* WHAT YOU SHOULD DO
Please look for the string "format" below and report every line in which it occurs.

[Data excerpts]
....

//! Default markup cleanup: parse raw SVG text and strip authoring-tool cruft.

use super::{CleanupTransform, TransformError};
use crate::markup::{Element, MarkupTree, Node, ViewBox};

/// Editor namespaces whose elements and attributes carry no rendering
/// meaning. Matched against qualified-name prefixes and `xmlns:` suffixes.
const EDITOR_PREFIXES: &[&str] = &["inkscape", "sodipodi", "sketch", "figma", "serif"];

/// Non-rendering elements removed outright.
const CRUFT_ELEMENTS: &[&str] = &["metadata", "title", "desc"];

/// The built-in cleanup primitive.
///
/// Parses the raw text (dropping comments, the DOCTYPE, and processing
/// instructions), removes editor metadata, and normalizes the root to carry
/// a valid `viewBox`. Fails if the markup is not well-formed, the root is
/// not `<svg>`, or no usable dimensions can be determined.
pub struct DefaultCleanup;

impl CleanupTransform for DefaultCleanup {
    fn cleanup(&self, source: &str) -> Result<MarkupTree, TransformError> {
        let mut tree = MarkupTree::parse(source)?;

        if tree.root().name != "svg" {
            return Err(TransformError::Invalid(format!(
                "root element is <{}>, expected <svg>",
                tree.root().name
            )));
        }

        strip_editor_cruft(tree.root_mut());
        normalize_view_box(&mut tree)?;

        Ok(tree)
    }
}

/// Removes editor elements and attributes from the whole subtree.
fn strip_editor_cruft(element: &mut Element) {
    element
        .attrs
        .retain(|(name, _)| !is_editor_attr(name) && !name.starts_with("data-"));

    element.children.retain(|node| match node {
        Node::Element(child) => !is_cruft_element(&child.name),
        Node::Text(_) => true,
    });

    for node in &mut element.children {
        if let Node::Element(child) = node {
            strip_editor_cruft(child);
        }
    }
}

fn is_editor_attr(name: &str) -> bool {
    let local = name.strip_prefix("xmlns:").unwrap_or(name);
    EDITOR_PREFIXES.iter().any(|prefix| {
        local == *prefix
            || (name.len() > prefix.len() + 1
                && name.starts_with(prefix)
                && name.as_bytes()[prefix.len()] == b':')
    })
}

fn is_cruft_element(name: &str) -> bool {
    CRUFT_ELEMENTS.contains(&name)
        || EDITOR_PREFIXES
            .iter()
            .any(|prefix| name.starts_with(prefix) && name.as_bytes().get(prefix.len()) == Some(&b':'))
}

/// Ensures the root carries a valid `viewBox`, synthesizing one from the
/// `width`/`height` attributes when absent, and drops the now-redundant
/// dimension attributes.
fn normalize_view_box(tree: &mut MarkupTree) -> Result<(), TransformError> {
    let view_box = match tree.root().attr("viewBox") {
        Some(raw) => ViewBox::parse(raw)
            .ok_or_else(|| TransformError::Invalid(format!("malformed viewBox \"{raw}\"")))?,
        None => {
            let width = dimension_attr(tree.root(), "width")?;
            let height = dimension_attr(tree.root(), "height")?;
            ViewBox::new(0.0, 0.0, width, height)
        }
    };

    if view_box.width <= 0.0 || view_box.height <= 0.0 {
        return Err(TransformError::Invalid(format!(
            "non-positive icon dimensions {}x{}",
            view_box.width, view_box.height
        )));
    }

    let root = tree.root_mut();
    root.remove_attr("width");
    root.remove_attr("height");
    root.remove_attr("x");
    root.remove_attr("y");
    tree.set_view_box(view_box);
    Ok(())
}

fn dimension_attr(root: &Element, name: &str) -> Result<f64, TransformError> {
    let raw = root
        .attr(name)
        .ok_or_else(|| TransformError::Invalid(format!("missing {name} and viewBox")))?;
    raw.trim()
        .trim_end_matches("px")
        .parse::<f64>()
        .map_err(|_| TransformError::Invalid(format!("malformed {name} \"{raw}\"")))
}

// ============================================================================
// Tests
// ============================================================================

....

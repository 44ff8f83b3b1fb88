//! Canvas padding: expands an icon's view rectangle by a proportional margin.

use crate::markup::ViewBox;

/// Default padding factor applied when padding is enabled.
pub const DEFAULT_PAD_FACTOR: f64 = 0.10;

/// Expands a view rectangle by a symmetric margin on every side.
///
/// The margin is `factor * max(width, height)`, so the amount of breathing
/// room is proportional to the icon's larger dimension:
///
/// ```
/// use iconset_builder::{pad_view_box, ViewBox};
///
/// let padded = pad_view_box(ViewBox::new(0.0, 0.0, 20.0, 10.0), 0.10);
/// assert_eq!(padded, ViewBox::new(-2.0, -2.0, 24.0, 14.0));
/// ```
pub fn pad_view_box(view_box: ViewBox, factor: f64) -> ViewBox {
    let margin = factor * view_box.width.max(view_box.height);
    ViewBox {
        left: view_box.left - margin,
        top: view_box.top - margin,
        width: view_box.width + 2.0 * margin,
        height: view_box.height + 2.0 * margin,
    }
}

....

* THE ANSWER
            return Err(TransformError::Invalid(format!(
            .ok_or_else(|| TransformError::Invalid(format!("malformed viewBox \"{raw}\"")))?,
        return Err(TransformError::Invalid(format!(
        .ok_or_else(|| TransformError::Invalid(format!("missing {name} and viewBox")))?;
        .map_err(|_| TransformError::Invalid(format!("malformed {name} \"{raw}\"")))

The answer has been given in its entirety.